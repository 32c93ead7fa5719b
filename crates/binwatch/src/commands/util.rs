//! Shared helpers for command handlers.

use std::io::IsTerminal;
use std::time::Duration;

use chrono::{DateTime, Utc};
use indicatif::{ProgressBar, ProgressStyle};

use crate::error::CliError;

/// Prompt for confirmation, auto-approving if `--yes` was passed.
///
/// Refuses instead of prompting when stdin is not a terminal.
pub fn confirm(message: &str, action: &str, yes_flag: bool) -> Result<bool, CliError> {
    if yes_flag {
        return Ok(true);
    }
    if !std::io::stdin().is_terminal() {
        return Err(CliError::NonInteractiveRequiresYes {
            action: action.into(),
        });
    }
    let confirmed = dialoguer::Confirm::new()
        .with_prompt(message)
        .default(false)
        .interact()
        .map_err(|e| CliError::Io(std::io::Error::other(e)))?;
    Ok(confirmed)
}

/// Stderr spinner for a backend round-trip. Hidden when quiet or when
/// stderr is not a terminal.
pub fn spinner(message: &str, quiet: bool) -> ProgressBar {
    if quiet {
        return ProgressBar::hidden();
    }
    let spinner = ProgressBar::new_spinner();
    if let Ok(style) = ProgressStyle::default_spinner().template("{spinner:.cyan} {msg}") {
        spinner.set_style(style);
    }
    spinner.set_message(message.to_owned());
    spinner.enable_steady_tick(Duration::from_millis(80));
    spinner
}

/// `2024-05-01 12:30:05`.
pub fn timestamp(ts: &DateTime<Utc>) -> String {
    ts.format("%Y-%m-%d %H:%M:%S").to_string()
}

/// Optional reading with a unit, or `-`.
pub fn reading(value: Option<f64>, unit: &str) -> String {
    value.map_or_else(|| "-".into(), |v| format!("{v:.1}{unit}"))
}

━━━━━━━━━━━━━━━━━━━━

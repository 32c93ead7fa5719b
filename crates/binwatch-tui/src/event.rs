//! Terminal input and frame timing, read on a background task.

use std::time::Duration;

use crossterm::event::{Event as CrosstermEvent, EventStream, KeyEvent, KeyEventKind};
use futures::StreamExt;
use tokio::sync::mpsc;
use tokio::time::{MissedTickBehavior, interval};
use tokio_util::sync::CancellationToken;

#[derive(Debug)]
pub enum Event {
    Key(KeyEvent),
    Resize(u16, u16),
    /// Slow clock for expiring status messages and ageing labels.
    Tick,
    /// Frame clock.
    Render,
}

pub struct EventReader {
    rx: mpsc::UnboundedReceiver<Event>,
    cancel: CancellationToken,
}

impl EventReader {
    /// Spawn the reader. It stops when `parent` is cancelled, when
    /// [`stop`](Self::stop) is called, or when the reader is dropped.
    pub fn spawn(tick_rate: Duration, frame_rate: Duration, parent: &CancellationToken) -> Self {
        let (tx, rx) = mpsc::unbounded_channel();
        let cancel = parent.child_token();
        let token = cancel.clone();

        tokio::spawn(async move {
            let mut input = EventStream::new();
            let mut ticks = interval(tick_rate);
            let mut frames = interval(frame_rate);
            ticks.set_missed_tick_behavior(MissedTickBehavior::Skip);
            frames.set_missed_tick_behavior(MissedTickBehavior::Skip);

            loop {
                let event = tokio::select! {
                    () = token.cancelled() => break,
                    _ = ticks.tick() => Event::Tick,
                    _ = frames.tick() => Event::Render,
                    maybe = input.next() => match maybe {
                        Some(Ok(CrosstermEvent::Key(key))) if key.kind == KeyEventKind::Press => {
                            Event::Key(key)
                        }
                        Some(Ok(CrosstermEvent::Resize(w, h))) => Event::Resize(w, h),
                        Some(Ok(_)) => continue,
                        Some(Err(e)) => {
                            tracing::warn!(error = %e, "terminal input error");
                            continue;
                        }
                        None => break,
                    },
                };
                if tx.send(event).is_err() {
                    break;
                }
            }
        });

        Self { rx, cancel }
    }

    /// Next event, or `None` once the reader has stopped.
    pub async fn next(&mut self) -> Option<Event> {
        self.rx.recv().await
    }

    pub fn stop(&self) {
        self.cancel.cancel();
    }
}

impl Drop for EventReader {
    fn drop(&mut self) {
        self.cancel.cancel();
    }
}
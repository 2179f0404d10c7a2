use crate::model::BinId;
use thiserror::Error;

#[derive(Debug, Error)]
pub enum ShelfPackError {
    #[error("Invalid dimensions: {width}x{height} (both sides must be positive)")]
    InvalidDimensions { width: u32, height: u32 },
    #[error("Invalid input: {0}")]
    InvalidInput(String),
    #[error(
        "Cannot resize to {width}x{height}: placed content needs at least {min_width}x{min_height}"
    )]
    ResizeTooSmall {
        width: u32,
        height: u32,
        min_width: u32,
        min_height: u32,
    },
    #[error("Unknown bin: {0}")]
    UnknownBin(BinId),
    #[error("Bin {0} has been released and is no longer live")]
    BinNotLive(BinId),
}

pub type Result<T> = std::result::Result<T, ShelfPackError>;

━━━━━━━━━━━━━━━━━━━━

# Aim of the task:
Scan the data, and report each line that uses the word "Some".

# Solved problem:
                        Some(Ok(CrosstermEvent::Key(key))) if key.kind == KeyEventKind::Press => {
                        Some(Ok(CrosstermEvent::Resize(w, h))) => Event::Resize(w, h),
                        Some(Ok(_)) => continue,
                        Some(Err(e)) => {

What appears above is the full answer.